Addition of exercise-PP or reserve-PP to the base model (model 1) appropriately reclassified patients into lower or higher risk categories (Table 3, NRI, 14.3% P = 0.0007). Models incorporating METs instead of DTS were very similar with an NRI of 10.7%, P = 0.01 (Appendix Table A1); METs remained a significant independent predictor or mortality in addition to reserve-PP. Using IDI, a measure of model performance that does not depend on risk categories, the difference in average predicted probabilities between case (patients who died) and control patients (patients that were alive) increased by 0.69%, P = 0.01, when exercise or reserve PP was considered.

Finally, as shown in Figure 3, adjusted mortality risk was inversely and exponentially related to reserve-PP. In patients at the normal end of reserve-PP, risk was similar for patients with normal or abnormal DTS/ HRR. However, in patients at the abnormal end of reserve-PP, the curves diverge, suggesting that the risk is higher in patients with abnormal DTS and or HRR compared with those with normal DTS and HRR.

Figure 3

Mortality hazard increased with lower reserve-pulse pressure (PP). Patients with normal reserve PP showed low mortality hazard irrespective of Duke treadmill score (DTS) and heart rate recovery (HRR). However, among patients with abnormal reserve PP, those with abnormal HRR or DTS had a higher hazard compared with those with normal HRR and DTS.

Discussion

Reducing mortality from cardiovascular disease is an important health care goal, but risk stratification with existing strategies of ischaemia evaluation is suboptimal.4 Despite excellent prognosis with a normal MPI, a small though not inconsequential proportion of events occur in patients with normal/mildly abnormal MPI.4 In the current study, we evaluated a simple risk marker, reserve-PP, to further risk stratification of patients with normal MPI. In this cohort, ∼24% of patients who died were not identified as high risk by DTS and HRR. However, by adding reserve-PP to DTS and HRR, identification of patients at risk of mortality improved significantly, with only ∼7% of deaths not identified by the combination of normal DTS, HRR, and reserve-PP. On multivariable analysis, reserve-PP and exercise-PP were significant independent predictors of mortality and improved risk reclassification in 14.3% of patients when compared with models without reserve-PP or exercise-PP information.

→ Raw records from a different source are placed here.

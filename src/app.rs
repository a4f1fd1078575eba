use std::io;
use std::sync::mpsc::Receiver;
use std::time::{Duration, Instant};

use chrono::{DateTime, Utc};
use crossterm::event::{self, Event, KeyCode, KeyEvent, KeyEventKind, KeyModifiers};
use log::{debug, info};
use ratatui::{backend::Backend, Terminal};

use crate::api::models::{ModelInfo, ModelsResponse};
use crate::config::Config;
use crate::fetch::{ApiCall, FetchRequest, FetchResponse, Fetcher, Payload, Slot};
use crate::pages::legacy::LegacyPage;
use crate::pages::Page;
use crate::query::Query;
use crate::route::Location;
use crate::ui;

/// The model list is shared by every page and refetched on mount once it
/// is this old.
const MODELS_STALE_SECS: i64 = 60;

/// Upper bound on how long the loop waits for a key, so responses are
/// drawn promptly.
const FRAME_WAIT: Duration = Duration::from_millis(100);

#[derive(Debug)]
pub enum View {
    Routed(Page),
    Legacy(LegacyPage),
}

#[derive(Debug)]
pub struct App {
    config: Config,
    models: Query<(), ModelsResponse>,
    view: View,
    /// Bumped whenever the page is replaced; responses from an older
    /// generation belong to a torn-down page.
    generation: u64,
    prompt: Option<String>,
    should_quit: bool,
}

impl App {
    pub fn routed(config: Config, location: Location) -> Self {
        let page = Page::from_location(location, config.top_n);
        Self::with_view(config, View::Routed(page))
    }

    pub fn legacy(config: Config) -> Self {
        Self::with_view(config, View::Legacy(LegacyPage::new()))
    }

    fn with_view(config: Config, view: View) -> Self {
        Self {
            config,
            models: Query::new(),
            view,
            generation: 0,
            prompt: None,
            should_quit: false,
        }
    }

    pub fn config(&self) -> &Config {
        &self.config
    }

    pub fn view(&self) -> &View {
        &self.view
    }

    pub fn models(&self) -> &[ModelInfo] {
        self.models
            .data()
            .map(|m| m.models.as_slice())
            .unwrap_or(&[])
    }

    pub fn models_query(&self) -> &Query<(), ModelsResponse> {
        &self.models
    }

    /// Current address; `None` for the legacy dashboard.
    pub fn location(&self) -> Option<Location> {
        match &self.view {
            View::Routed(page) => Some(page.location()),
            View::Legacy(_) => None,
        }
    }

    pub fn prompt(&self) -> Option<&str> {
        self.prompt.as_deref()
    }

    pub fn should_quit(&self) -> bool {
        self.should_quit
    }

    /// Mounts the first page.
    pub fn start(&mut self, now: DateTime<Utc>) -> Vec<FetchRequest> {
        self.mount(now)
    }

    fn mount(&mut self, now: DateTime<Utc>) -> Vec<FetchRequest> {
        let requests = match &mut self.view {
            View::Legacy(page) => page.mount(),
            View::Routed(page) => {
                let models = self
                    .models
                    .data()
                    .map(|m| m.models.as_slice())
                    .unwrap_or(&[]);
                let mut requests = page.mount(models);
                let stale = self
                    .models
                    .is_stale(now, chrono::Duration::seconds(MODELS_STALE_SECS));
                if stale && !self.models.is_fetching() {
                    let epoch = self.models.request(());
                    requests.push(FetchRequest::new(Slot::Models, epoch, ApiCall::Models));
                }
                requests
            }
        };
        self.stamp(requests)
    }

    fn stamp(&self, mut requests: Vec<FetchRequest>) -> Vec<FetchRequest> {
        for request in &mut requests {
            request.page = self.generation;
        }
        requests
    }

    /// Replaces the page unless only the model differs, which is a model
    /// switch on the mounted page.
    pub fn navigate(&mut self, location: Location, now: DateTime<Utc>) -> Vec<FetchRequest> {
        let View::Routed(page) = &mut self.view else {
            return Vec::new();
        };
        let current = page.location();
        if current.route == location.route {
            return match location.model.as_deref() {
                Some(model_id) => {
                    let requests = page.select_model(model_id);
                    self.stamp(requests)
                }
                None => Vec::new(),
            };
        }
        info!("navigate {current} -> {location}");
        self.generation += 1;
        self.view = View::Routed(Page::from_location(location, self.config.top_n));
        self.mount(now)
    }

    pub fn tick(&mut self) -> Vec<FetchRequest> {
        let requests = match &mut self.view {
            View::Routed(page) => page.tick(),
            View::Legacy(_) => Vec::new(),
        };
        self.stamp(requests)
    }

    /// Refetches now; a model list that never loaded is requested again.
    fn refresh(&mut self) -> Vec<FetchRequest> {
        let mut requests = self.tick();
        let failed = self.models.data().is_none() && self.models.error().is_some();
        if failed && !self.models.is_fetching() {
            let epoch = self.models.request(());
            requests.push(FetchRequest::new(Slot::Models, epoch, ApiCall::Models));
        }
        requests
    }

    pub fn on_response(&mut self, response: FetchResponse, now: DateTime<Utc>) -> Vec<FetchRequest> {
        if response.slot == Slot::Models {
            return self.on_models(response, now);
        }
        if response.page != self.generation {
            debug!(
                "dropping {:?} response for torn-down page {}",
                response.slot, response.page
            );
            return Vec::new();
        }
        match &mut self.view {
            View::Routed(page) => page.on_response(response, now),
            View::Legacy(page) => page.on_response(response, now),
        }
        Vec::new()
    }

    fn on_models(&mut self, response: FetchResponse, now: DateTime<Utc>) -> Vec<FetchRequest> {
        let result = match response.result {
            Ok(Payload::Models(models)) => Ok(models),
            Ok(other) => Err(format!("unexpected payload {other:?}")),
            Err(err) => Err(err.to_string()),
        };
        if !self.models.settle(response.epoch, result, now) {
            return Vec::new();
        }
        let View::Routed(page) = &mut self.view else {
            return Vec::new();
        };
        let models = self
            .models
            .data()
            .map(|m| m.models.as_slice())
            .unwrap_or(&[]);
        let requests = page.on_models(models);
        self.stamp(requests)
    }

    pub fn handle_key(&mut self, key: KeyEvent, now: DateTime<Utc>) -> Vec<FetchRequest> {
        if key.modifiers.contains(KeyModifiers::CONTROL) && key.code == KeyCode::Char('c') {
            self.should_quit = true;
            return Vec::new();
        }
        if self.prompt.is_some() {
            return self.handle_prompt_key(key, now);
        }
        if matches!(self.view, View::Legacy(_)) {
            self.handle_legacy_key(key)
        } else {
            self.handle_routed_key(key, now)
        }
    }

    fn handle_prompt_key(&mut self, key: KeyEvent, now: DateTime<Utc>) -> Vec<FetchRequest> {
        let Some(prompt) = self.prompt.as_mut() else {
            return Vec::new();
        };
        match key.code {
            KeyCode::Char(c) => prompt.push(c),
            KeyCode::Backspace => {
                prompt.pop();
            }
            KeyCode::Esc => self.prompt = None,
            KeyCode::Enter => {
                let address = self.prompt.take().unwrap_or_default();
                return self.navigate(Location::parse(&address), now);
            }
            _ => {}
        }
        Vec::new()
    }

    fn handle_routed_key(&mut self, key: KeyEvent, now: DateTime<Utc>) -> Vec<FetchRequest> {
        let View::Routed(page) = &mut self.view else {
            return Vec::new();
        };
        match key.code {
            KeyCode::Char('q') => self.should_quit = true,
            KeyCode::Char('1') | KeyCode::Esc | KeyCode::Backspace => {
                return self.navigate(Location::dashboard(), now)
            }
            KeyCode::Char('2') => return self.navigate(Location::compare(), now),
            KeyCode::Char(':') => {
                self.prompt = Some(page.location().to_string());
            }
            KeyCode::Char('m') => return self.cycle_model(1),
            KeyCode::Char('M') => return self.cycle_model(-1),
            KeyCode::Up | KeyCode::Char('k') => page.select_previous(),
            KeyCode::Down | KeyCode::Char('j') => page.select_next(),
            KeyCode::Enter => {
                if let Some(location) = page.open_selected() {
                    return self.navigate(location, now);
                }
            }
            KeyCode::Char('v') => {
                if let Page::Dashboard(dashboard) = page {
                    if let Some(location) = dashboard.quick_view() {
                        return self.navigate(location, now);
                    }
                }
            }
            KeyCode::Char('r') => return self.refresh(),
            _ => {}
        }
        Vec::new()
    }

    fn handle_legacy_key(&mut self, key: KeyEvent) -> Vec<FetchRequest> {
        let View::Legacy(page) = &mut self.view else {
            return Vec::new();
        };
        let requests = match key.code {
            KeyCode::Char('q') => {
                self.should_quit = true;
                Vec::new()
            }
            KeyCode::Char('p') => vec![page.get_predictions()],
            KeyCode::Char('s') => page.get_satellite().into_iter().collect(),
            KeyCode::Char('l') => vec![page.load_stations()],
            KeyCode::Up | KeyCode::Char('k') => {
                page.select_previous();
                Vec::new()
            }
            KeyCode::Down | KeyCode::Char('j') => {
                page.select_next();
                Vec::new()
            }
            _ => Vec::new(),
        };
        self.stamp(requests)
    }

    /// Steps through the model list; an unknown selection starts at the
    /// first model.
    fn cycle_model(&mut self, step: isize) -> Vec<FetchRequest> {
        let View::Routed(page) = &mut self.view else {
            return Vec::new();
        };
        let models = self
            .models
            .data()
            .map(|m| m.models.as_slice())
            .unwrap_or(&[]);
        if models.is_empty() {
            return Vec::new();
        }
        let next = match page
            .selected_model()
            .and_then(|id| models.iter().position(|m| m.model_id == id))
        {
            Some(index) => index
                .checked_add_signed(step)
                .unwrap_or(models.len() - 1)
                % models.len(),
            None => 0,
        };
        let model_id = models[next].model_id.clone();
        let requests = page.select_model(&model_id);
        self.stamp(requests)
    }
}

pub fn run_app<B: Backend>(
    terminal: &mut Terminal<B>,
    app: &mut App,
    fetcher: &Fetcher,
    responses: &Receiver<FetchResponse>,
) -> io::Result<()> {
    fetcher.dispatch_all(app.start(Utc::now()));
    let mut last_tick = Instant::now();
    loop {
        terminal.draw(|f| ui::draw(f, app))?;

        let until_tick = app.config().poll_interval.saturating_sub(last_tick.elapsed());
        if event::poll(until_tick.min(FRAME_WAIT))? {
            if let Event::Key(key) = event::read()? {
                if key.kind == KeyEventKind::Press {
                    fetcher.dispatch_all(app.handle_key(key, Utc::now()));
                }
            }
        }

        while let Ok(response) = responses.try_recv() {
            fetcher.dispatch_all(app.on_response(response, Utc::now()));
        }

        if app.should_quit() {
            return Ok(());
        }

        if last_tick.elapsed() >= app.config().poll_interval {
            last_tick = Instant::now();
            fetcher.dispatch_all(app.tick());
        }
    }
}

Each 10 mm lower reserve-PP conferred a 20.6% higher risk-adjusted mortality.

Comparison to prior exercise studies

The relationship between rest-PP,1921 MPI,5 DTS,5 HRR,15,22,23 and cardiovascular risk, respectively, have been independently examined previously. A 10 mmHg increment in rest-PP was associated with an increase in the risk of coronary heart disease (12%), congestive heart failure (14%), and mortality (6%) (15). Likewise, abnormal DTS14 and HRR15 are established predictors of mortality. Few studies have evaluated changes in PP during exercise. In one study, adolescent offspring of hypertensive patients demonstrated diminished PP responses to psychological stress.24 In another study of 20 athletes, exercise-PP was directly related to physiological left ventricular hypertrophy and VO2 max, suggesting that a higher exercise-PP may be physiological and protective.25 In the Framingham Heart Study, dynamic blood pressure response and exercise diastolic blood pressure were incremental to rest BP information for predicting the risk of incident cardiovascular disease, but that study did not specifically evaluate changes in PP with exercise.26

To the best of our knowledge, this is the first study evaluating the value of reserve-PP to further risk stratify patients with normal MPI. A decrease in systolic blood pressure ≥10 mmHg, a flat blood pressure response, and a peak systolic blood pressure of <120 mmHg during dynamic exercise are known high risk markers.27 Our results extend these prior observations by showing that a failure to increase PP with exercise portends worse prognosis in certain patients.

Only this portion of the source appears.